España ante el abismo arancelario: qué significa perder 30.000 millones en comercio con Estados Unidos

España ante el abismo arancelario: qué significa perder 30.000 millones en comercio con Estados Unidos

Treinta mil millones de euros. Esa es la cifra que resume, en toda su crudeza, lo que está en juego para España si Donald Trump ejecuta su amenaza de romper las relaciones comerciales bilaterales con el país.

No es una abstracción contable. Esos 30.000 millones representan el valor anual de las importaciones españolas procedentes de Estados Unidos: petróleo y gas, maquinaria industrial, productos farmacéuticos, aeronaves, componentes electrónicos. Bienes que sostienen cadenas de producción, hospitales, fábricas y redes logísticas a lo largo de toda la geografía española. Una interrupción abrupta de ese flujo no se resuelve con un decreto ni con una rueda de prensa; exige tiempo, alternativas y, casi inevitablemente, un coste mayor.

La estructura de esas importaciones revela dónde reside la verdadera vulnerabilidad. La energía ocupa el primer lugar, y su peso en la dependencia española respecto al mercado estadounidense es determinante. Le siguen los productos farmacéuticos y químicos, la maquinaria industrial y, en cuarto lugar, la tecnología y los equipos electrónicos, que representan aproximadamente el 11% del total, con compras cercanas a los 3.300 millones de euros anuales. El resto —materias primas, plásticos, alimentos y diversas manufacturas— completa entre el 10% y el 12% del conjunto.

En el capítulo agroalimentario, la soja merece atención particular. Representa más del 3% de las exportaciones agroalimentarias estadounidenses hacia España y está presente, de forma directa o indirecta, en una proporción notable de los productos que los consumidores encuentran en los lineales de cualquier supermercado. Los frutos secos y las legumbres constituyen otro segmento que ha ganado peso de forma progresiva en los últimos años, reflejando una diversificación en los patrones de consumo que ahora podría verse truncada.

El sector de la automoción añade otra capa de complejidad al análisis.
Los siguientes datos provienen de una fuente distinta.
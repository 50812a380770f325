use web_sys::MouseEvent;
use yew::{
  AttrValue,
  Callback,
  Html,
  Properties,
  function_component,
  html
};

#[derive(Properties, PartialEq)]
pub struct ConfirmDialogProps {
  pub title:      AttrValue,
  pub body:       AttrValue,
  pub on_confirm: Callback<()>,
  pub on_cancel:  Callback<()>
}

#[function_component(ConfirmDialog)]
pub fn confirm_dialog(
  props: &ConfirmDialogProps
) -> Html {
  let on_confirm_click = {
    let on_confirm =
      props.on_confirm.clone();
    Callback::from(
      move |_: MouseEvent| {
        on_confirm.emit(());
      }
    )
  };

  let on_cancel_click = {
    let on_cancel =
      props.on_cancel.clone();
    Callback::from(
      move |_: MouseEvent| {
        on_cancel.emit(());
      }
    )
  };

  let on_overlay_click = {
    let on_cancel =
      props.on_cancel.clone();
    Callback::from(
      move |event: MouseEvent| {
        if event.target()
          == event.current_target()
        {
          on_cancel.emit(());
        }
      }
    )
  };

  html! {
      <div class="modal-overlay" onclick={on_overlay_click}>
          <div class="modal modal-confirm">
              <h2 class="modal-title">{ props.title.clone() }</h2>
              <p class="modal-body">{ props.body.clone() }</p>
              <div class="modal-actions">
                  <button class="secondary" onclick={on_cancel_click}>
                      { "Cancel" }
                  </button>
                  <button class="danger" onclick={on_confirm_click}>
                      { "Continue" }
                  </button>
              </div>
          </div>
      </div>
  }
}
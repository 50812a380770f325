use gloo::timers::future::TimeoutFuture;
use yew::{
  Callback,
  Html,
  Properties,
  classes,
  function_component,
  html,
  use_effect_with
};

const TOAST_DISMISS_MS: u32 = 3_000;

#[derive(
  Clone, Copy, PartialEq, Eq,
)]
pub enum ToastKind {
  Success,
  Error
}

impl ToastKind {
  fn as_class(self) -> &'static str {
    match self {
      | Self::Success => {
        "toast-success"
      }
      | Self::Error => "toast-error"
    }
  }
}

#[derive(Clone, PartialEq)]
pub struct Toast {
  pub id:      u64,
  pub kind:    ToastKind,
  pub message: String
}

#[derive(Clone, PartialEq)]
pub struct ToastRequest {
  pub kind:    ToastKind,
  pub message: String
}

impl ToastRequest {
  pub fn success(
    message: impl Into<String>
  ) -> Self {
    Self {
      kind:    ToastKind::Success,
      message: message.into()
    }
  }

  pub fn error(
    message: impl Into<String>
  ) -> Self {
    Self {
      kind:    ToastKind::Error,
      message: message.into()
    }
  }
}

#[derive(Properties, PartialEq)]
pub struct ToastHostProps {
  pub toasts:     Vec<Toast>,
  pub on_dismiss: Callback<u64>
}

#[function_component(ToastHost)]
pub fn toast_host(
  props: &ToastHostProps
) -> Html {
  html! {
      <div class="toast-host">
          {
              for props.toasts.iter().cloned().map(|toast| html! {
                  <ToastItem
                      key={toast.id}
                      toast={toast.clone()}
                      on_dismiss={props.on_dismiss.clone()}
                  />
              })
          }
      </div>
  }
}

#[derive(Properties, PartialEq)]
struct ToastItemProps {
  toast:      Toast,
  on_dismiss: Callback<u64>
}

#[function_component(ToastItem)]
fn toast_item(
  props: &ToastItemProps
) -> Html {
  {
    let on_dismiss =
      props.on_dismiss.clone();
    use_effect_with(
      props.toast.id,
      move |id| {
        let id = *id;
        wasm_bindgen_futures::spawn_local(
          async move {
            TimeoutFuture::new(
              TOAST_DISMISS_MS
            )
            .await;
            on_dismiss.emit(id);
          }
        );
        || ()
      }
    );
  }

  let on_click = {
    let on_dismiss =
      props.on_dismiss.clone();
    let id = props.toast.id;
    Callback::from(move |_| {
      on_dismiss.emit(id);
    })
  };

  html! {
      <div
          class={classes!("toast", props.toast.kind.as_class())}
          onclick={on_click}
      >
          { &props.toast.message }
      </div>
  }
}
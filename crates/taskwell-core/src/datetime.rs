use chrono::NaiveDate;

pub const DUE_DATE_FORMAT: &str =
  "%Y-%m-%d";

#[must_use]
pub fn format_due_date(
  date: NaiveDate
) -> String {
  date
    .format(DUE_DATE_FORMAT)
    .to_string()
}

#[must_use]
pub fn parse_due_date(
  raw: &str
) -> Option<NaiveDate> {
  let trimmed = raw.trim();
  if trimmed.is_empty() {
    return None;
  }
  NaiveDate::parse_from_str(
    trimmed,
    DUE_DATE_FORMAT
  )
  .ok()
}

pub mod due_date_serde {
  use chrono::NaiveDate;
  use serde::{
    Deserialize,
    Deserializer,
    Serializer
  };

  use super::DUE_DATE_FORMAT;

  pub fn serialize<S>(
    date: &NaiveDate,
    serializer: S
  ) -> Result<S::Ok, S::Error>
  where
    S: Serializer
  {
    serializer.serialize_str(
      &date
        .format(DUE_DATE_FORMAT)
        .to_string()
    )
  }

  pub fn deserialize<'de, D>(
    deserializer: D
  ) -> Result<NaiveDate, D::Error>
  where
    D: Deserializer<'de>
  {
    let raw = String::deserialize(
      deserializer
    )?;
    NaiveDate::parse_from_str(
      &raw,
      DUE_DATE_FORMAT
    )
    .map_err(serde::de::Error::custom)
  }

  pub mod option {
    use chrono::NaiveDate;
    use serde::{
      Deserialize,
      Deserializer,
      Serializer
    };

    use super::DUE_DATE_FORMAT;

    pub fn serialize<S>(
      date: &Option<NaiveDate>,
      serializer: S
    ) -> Result<S::Ok, S::Error>
    where
      S: Serializer
    {
      match date {
        | Some(value) => {
          super::serialize(
            value, serializer
          )
        }
        | None => {
          serializer.serialize_none()
        }
      }
    }

    pub fn deserialize<'de, D>(
      deserializer: D
    ) -> Result<
      Option<NaiveDate>,
      D::Error
    >
    where
      D: Deserializer<'de>
    {
      let opt =
        Option::<String>::deserialize(
          deserializer
        )?;
      match opt.as_deref() {
        | None | Some("") => Ok(None),
        | Some(raw) => {
          NaiveDate::parse_from_str(
            raw,
            DUE_DATE_FORMAT
          )
          .map(Some)
          .map_err(
            serde::de::Error::custom
          )
        }
      }
    }
  }
}

#[cfg(test)]
mod tests {
  use chrono::NaiveDate;

  use super::{
    format_due_date,
    parse_due_date
  };

  #[test]
  fn parses_and_formats_wire_dates() {
    let date = NaiveDate::from_ymd_opt(
      2026, 3, 14
    )
    .unwrap();
    assert_eq!(
      format_due_date(date),
      "2026-03-14"
    );
    assert_eq!(
      parse_due_date("2026-03-14"),
      Some(date)
    );
    assert_eq!(
      parse_due_date(" 2026-03-14 "),
      Some(date)
    );
  }

  #[test]
  fn rejects_blank_and_garbage() {
    assert_eq!(
      parse_due_date(""),
      None
    );
    assert_eq!(
      parse_due_date("   "),
      None
    );
    assert_eq!(
      parse_due_date("14/03/2026"),
      None
    );
  }
}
En 2024, Estados Unidos fue el octavo socio comercial de la industria española de proveedores de automoción, con una facturación de 1.021 millones de euros, lo que equivale al 4% del total de exportaciones del sector. No es el vínculo más voluminoso, pero sí uno de los más sensibles a la incertidumbre regulatoria y arancelaria, dado que las cadenas de suministro del automóvil operan con márgenes de tiempo y coste extraordinariamente ajustados.

Lo que subyace a todos estos datos es una pregunta que merece formularse con precisión: ¿puede España sustituir estas importaciones con rapidez y sin un deterioro significativo de sus condiciones de abastecimiento? La respuesta honesta es que no, al menos no de forma inmediata. Redirigir compras de energía, farmacia o tecnología hacia otros mercados implica renegociar contratos, homologar proveedores, asumir sobrecostes logísticos y, en algunos casos, aceptar estándares técnicos distintos. El mercado no es un grifo que se cierra en un sentido y se abre en otro sin consecuencias.

España no es la única economía europea expuesta a esta presión. Pero su perfil de importaciones —con una dependencia energética estructural y una industria farmacéutica que necesita principios activos y tecnología de origen estadounidense— la sitúa en una posición de particular fragilidad ante un escenario de ruptura comercial. La amenaza de Trump, sea o no un ejercicio de negociación coercitiva, obliga a tomar en serio los números. Y los números, en este caso, no admiten interpretaciones tranquilizadoras.